• _EXERCISE DETAILS_: Copy out each line of the material below that holds the string "rotation".

####

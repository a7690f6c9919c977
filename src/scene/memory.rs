use std::collections::HashMap;

use parking_lot::Mutex;
use slotmap::SlotMap;

use super::{dead_node, pose, ComponentInstance, NodeId, Placement, Pose, SceneHost};
use crate::error::{DiError, DiResult};
use crate::prefab::{InjectContext, Prefab};

struct Node {
    name: String,
    local: Pose,
    parent: Option<NodeId>,
    children: Vec<NodeId>,
    active: bool,
    components: Vec<ComponentInstance>,
}

impl Node {
    fn new(name: String, local: Pose, components: Vec<ComponentInstance>) -> Self {
        Self { name, local, parent: None, children: Vec::new(), active: true, components }
    }
}

#[derive(Default)]
struct SceneState {
    nodes: SlotMap<NodeId, Node>,
    instantiated: HashMap<String, usize>,
    destroyed: usize,
}

impl SceneState {
    fn world(&self, node: NodeId) -> Option<Pose> {
        let entry = self.nodes.get(node)?;
        match entry.parent {
            Some(parent) => Some(self.world(parent)? * entry.local),
            None => Some(entry.local),
        }
    }

    fn is_ancestor(&self, candidate: NodeId, node: NodeId) -> bool {
        let mut current = Some(candidate);
        while let Some(id) = current {
            if id == node {
                return true;
            }
            current = self.nodes.get(id).and_then(|n| n.parent);
        }
        false
    }

    fn reparent(&mut self, node: NodeId, parent: Option<NodeId>, keep_world: bool) -> DiResult<()> {
        if !self.nodes.contains_key(node) {
            return Err(DiError::DeadNode(format!("{node:?}")));
        }
        if let Some(parent) = parent {
            if !self.nodes.contains_key(parent) {
                return Err(DiError::DeadNode(format!("{parent:?}")));
            }
            if self.is_ancestor(parent, node) {
                return Err(DiError::Configuration(format!(
                    "cannot parent {node:?} under its own descendant {parent:?}"
                )));
            }
        }

        let world = self.world(node);
        let parent_world = match parent {
            Some(p) => self.world(p),
            None => Some(Pose::identity()),
        };

        let old_parent = self.nodes[node].parent;
        if let Some(old) = old_parent.and_then(|p| self.nodes.get_mut(p)) {
            old.children.retain(|c| *c != node);
        }
        if let Some(new) = parent.and_then(|p| self.nodes.get_mut(p)) {
            new.children.push(node);
        }

        let entry = &mut self.nodes[node];
        entry.parent = parent;
        if keep_world {
            if let (Some(world), Some(parent_world)) = (world, parent_world) {
                entry.local = parent_world.inverse() * world;
            }
        }
        Ok(())
    }

    fn place(&mut self, node: NodeId, placement: &Placement) -> DiResult<()> {
        match placement {
            Placement::World { position, rotation, parent } => {
                self.reparent(node, *parent, false)?;
                let parent_world = match parent {
                    Some(p) => self.world(*p).unwrap_or_else(Pose::identity),
                    None => Pose::identity(),
                };
                self.nodes[node].local = parent_world.inverse() * pose(*position, *rotation);
                Ok(())
            }
            Placement::Parent { parent, keep_world_position } => {
                self.reparent(node, Some(*parent), *keep_world_position)
            }
        }
    }

    /// Removes `node` and its subtree, returning the removed nodes so their
    /// components can be dropped outside the lock.
    fn remove_subtree(&mut self, node: NodeId) -> Vec<Node> {
        let Some(parent) = self.nodes.get(node).map(|n| n.parent) else {
            return Vec::new();
        };
        if let Some(parent) = parent.and_then(|p| self.nodes.get_mut(p)) {
            parent.children.retain(|c| *c != node);
        }

        let mut removed = Vec::new();
        let mut pending = vec![node];
        while let Some(id) = pending.pop() {
            if let Some(entry) = self.nodes.remove(id) {
                pending.extend(entry.children.iter().copied());
                removed.push(entry);
            }
        }
        self.destroyed += removed.len();
        removed
    }
}

/// In-memory [`SceneHost`].
///
/// Nodes live in a slot map, so a destroyed [`NodeId`] never aliases a newer
/// node. World poses are composed from local poses up the parent chain.
///
/// ```rust
/// use ferrous_prefab::{MemoryScene, Placement, Prefab, SceneHost, Vec3, Quat};
/// use ferrous_prefab::InjectContext;
///
/// let scene = MemoryScene::new();
/// let prefab = Prefab::builder("Crate").build();
/// let node = scene
///     .instantiate(&prefab, &Placement::at(Vec3::new(1.0, 2.0, 3.0), Quat::identity()), &InjectContext::empty())
///     .unwrap();
/// assert_eq!(scene.world_position(node), Some(Vec3::new(1.0, 2.0, 3.0)));
/// assert_eq!(scene.instantiated_count("Crate"), 1);
/// ```
#[derive(Default)]
pub struct MemoryScene {
    state: Mutex<SceneState>,
}

impl MemoryScene {
    pub fn new() -> Self {
        Self::default()
    }

    /// How many times a prefab with this name was instantiated.
    pub fn instantiated_count(&self, prefab_name: &str) -> usize {
        self.state.lock().instantiated.get(prefab_name).copied().unwrap_or(0)
    }

    /// Total number of nodes destroyed so far, descendants included.
    pub fn destroyed_count(&self) -> usize {
        self.state.lock().destroyed
    }

    /// Number of live nodes.
    pub fn node_count(&self) -> usize {
        self.state.lock().nodes.len()
    }

    pub fn children(&self, node: NodeId) -> Vec<NodeId> {
        self.state
            .lock()
            .nodes
            .get(node)
            .map(|n| n.children.clone())
            .unwrap_or_default()
    }

    pub fn local_pose(&self, node: NodeId) -> Option<Pose> {
        self.state.lock().nodes.get(node).map(|n| n.local)
    }
}

impl SceneHost for MemoryScene {
    fn instantiate(&self, prefab: &Prefab, placement: &Placement, inject: &InjectContext<'_>) -> DiResult<NodeId> {
        // Component constructors may resolve services that spawn in turn
        let mut components = Vec::with_capacity(prefab.components().len());
        for template in prefab.components() {
            components.push(template.instantiate(inject)?);
        }

        let mut state = self.state.lock();
        let node = state
            .nodes
            .insert(Node::new(prefab.name().to_string(), *prefab.pose(), components));
        *state.instantiated.entry(prefab.name().to_string()).or_insert(0) += 1;

        if let Err(err) = state.place(node, placement) {
            let removed = state.remove_subtree(node);
            drop(state);
            drop(removed);
            return Err(err);
        }
        Ok(node)
    }

    fn place(&self, node: NodeId, placement: &Placement) -> DiResult<()> {
        self.state.lock().place(node, placement)
    }

    fn set_active(&self, node: NodeId, active: bool) -> DiResult<()> {
        let found = match self.state.lock().nodes.get_mut(node) {
            Some(entry) => {
                entry.active = active;
                true
            }
            None => false,
        };
        if found {
            Ok(())
        } else {
            Err(dead_node(self, node))
        }
    }

    fn is_active(&self, node: NodeId) -> bool {
        self.state.lock().nodes.get(node).is_some_and(|n| n.active)
    }

    fn set_parent(&self, node: NodeId, parent: Option<NodeId>, keep_world_position: bool) -> DiResult<()> {
        self.state.lock().reparent(node, parent, keep_world_position)
    }

    fn parent(&self, node: NodeId) -> Option<NodeId> {
        self.state.lock().nodes.get(node).and_then(|n| n.parent)
    }

    fn destroy(&self, node: NodeId) {
        let removed = self.state.lock().remove_subtree(node);
        drop(removed);
    }

    fn is_alive(&self, node: NodeId) -> bool {
        self.state.lock().nodes.contains_key(node)
    }

    fn create_root(&self, name: &str) -> NodeId {
        self.state
            .lock()
            .nodes
            .insert(Node::new(name.to_string(), Pose::identity(), Vec::new()))
    }

    fn name(&self, node: NodeId) -> Option<String> {
        self.state.lock().nodes.get(node).map(|n| n.name.clone())
    }

    fn components(&self, node: NodeId) -> Vec<ComponentInstance> {
        self.state
            .lock()
            .nodes
            .get(node)
            .map(|n| n.components.clone())
            .unwrap_or_default()
    }

    fn world_pose(&self, node: NodeId) -> Option<Pose> {
        self.state.lock().world(node)
    }
}

#[cfg(test)]
mod tests {
    use super::*;
    use crate::scene::{Quat, Vec3};

    fn approx(a: Vec3, b: Vec3) -> bool {
        (a - b).norm() < 1e-4
    }

    fn spawn(scene: &MemoryScene, name: &str, placement: Placement) -> NodeId {
        let prefab = Prefab::builder(name).build();
        scene.instantiate(&prefab, &placement, &InjectContext::empty()).unwrap()
    }

    #[test]
    fn world_pose_composes_through_parents() {
        let scene = MemoryScene::new();
        let parent = spawn(&scene, "Parent", Placement::at(Vec3::new(10.0, 0.0, 0.0), Quat::identity()));
        let child = spawn(
            &scene,
            "Child",
            Placement::World { position: Vec3::new(12.0, 1.0, 0.0), rotation: Quat::identity(), parent: Some(parent) },
        );

        assert_eq!(scene.parent(child), Some(parent));
        assert!(approx(scene.world_position(child).unwrap(), Vec3::new(12.0, 1.0, 0.0)));
        assert!(approx(scene.local_pose(child).unwrap().translation.vector, Vec3::new(2.0, 1.0, 0.0)));
    }

    #[test]
    fn reparent_keeps_world_or_local_pose() {
        let scene = MemoryScene::new();
        let anchor = spawn(&scene, "Anchor", Placement::at(Vec3::new(5.0, 0.0, 0.0), Quat::identity()));
        let a = spawn(&scene, "A", Placement::at(Vec3::new(1.0, 0.0, 0.0), Quat::identity()));
        let b = spawn(&scene, "B", Placement::at(Vec3::new(1.0, 0.0, 0.0), Quat::identity()));

        scene.set_parent(a, Some(anchor), true).unwrap();
        scene.set_parent(b, Some(anchor), false).unwrap();

        assert!(approx(scene.world_position(a).unwrap(), Vec3::new(1.0, 0.0, 0.0)));
        assert!(approx(scene.world_position(b).unwrap(), Vec3::new(6.0, 0.0, 0.0)));
        assert_eq!(scene.children(anchor), vec![a, b]);
    }

    #[test]
    fn destroy_removes_the_whole_subtree() {
        let scene = MemoryScene::new();
        let root = scene.create_root("Pool");
        let child = spawn(&scene, "Bullet", Placement::under(root, false));
        let grandchild = spawn(&scene, "Trail", Placement::under(child, false));

        scene.destroy(root);
        assert!(!scene.is_alive(root));
        assert!(!scene.is_alive(child));
        assert!(!scene.is_alive(grandchild));
        assert_eq!(scene.destroyed_count(), 3);
        assert_eq!(scene.node_count(), 0);
    }

    #[test]
    fn cannot_parent_under_descendant() {
        let scene = MemoryScene::new();
        let a = scene.create_root("A");
        let b = spawn(&scene, "B", Placement::under(a, false));
        assert!(matches!(scene.set_parent(a, Some(b), false), Err(DiError::Configuration(_))));
    }

    #[test]
    fn dead_nodes_are_reported() {
        let scene = MemoryScene::new();
        let a = scene.create_root("A");
        scene.destroy(a);
        assert!(matches!(scene.set_active(a, false), Err(DiError::DeadNode(_))));
        assert!(!scene.is_active(a));
    }
}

####

• _RESPONSE AREA_:
            Placement::World { position, rotation, parent } => {
                self.nodes[node].local = parent_world.inverse() * pose(*position, *rotation);
            Placement::World { position: Vec3::new(12.0, 1.0, 0.0), rotation: Quat::identity(), parent: Some(parent) },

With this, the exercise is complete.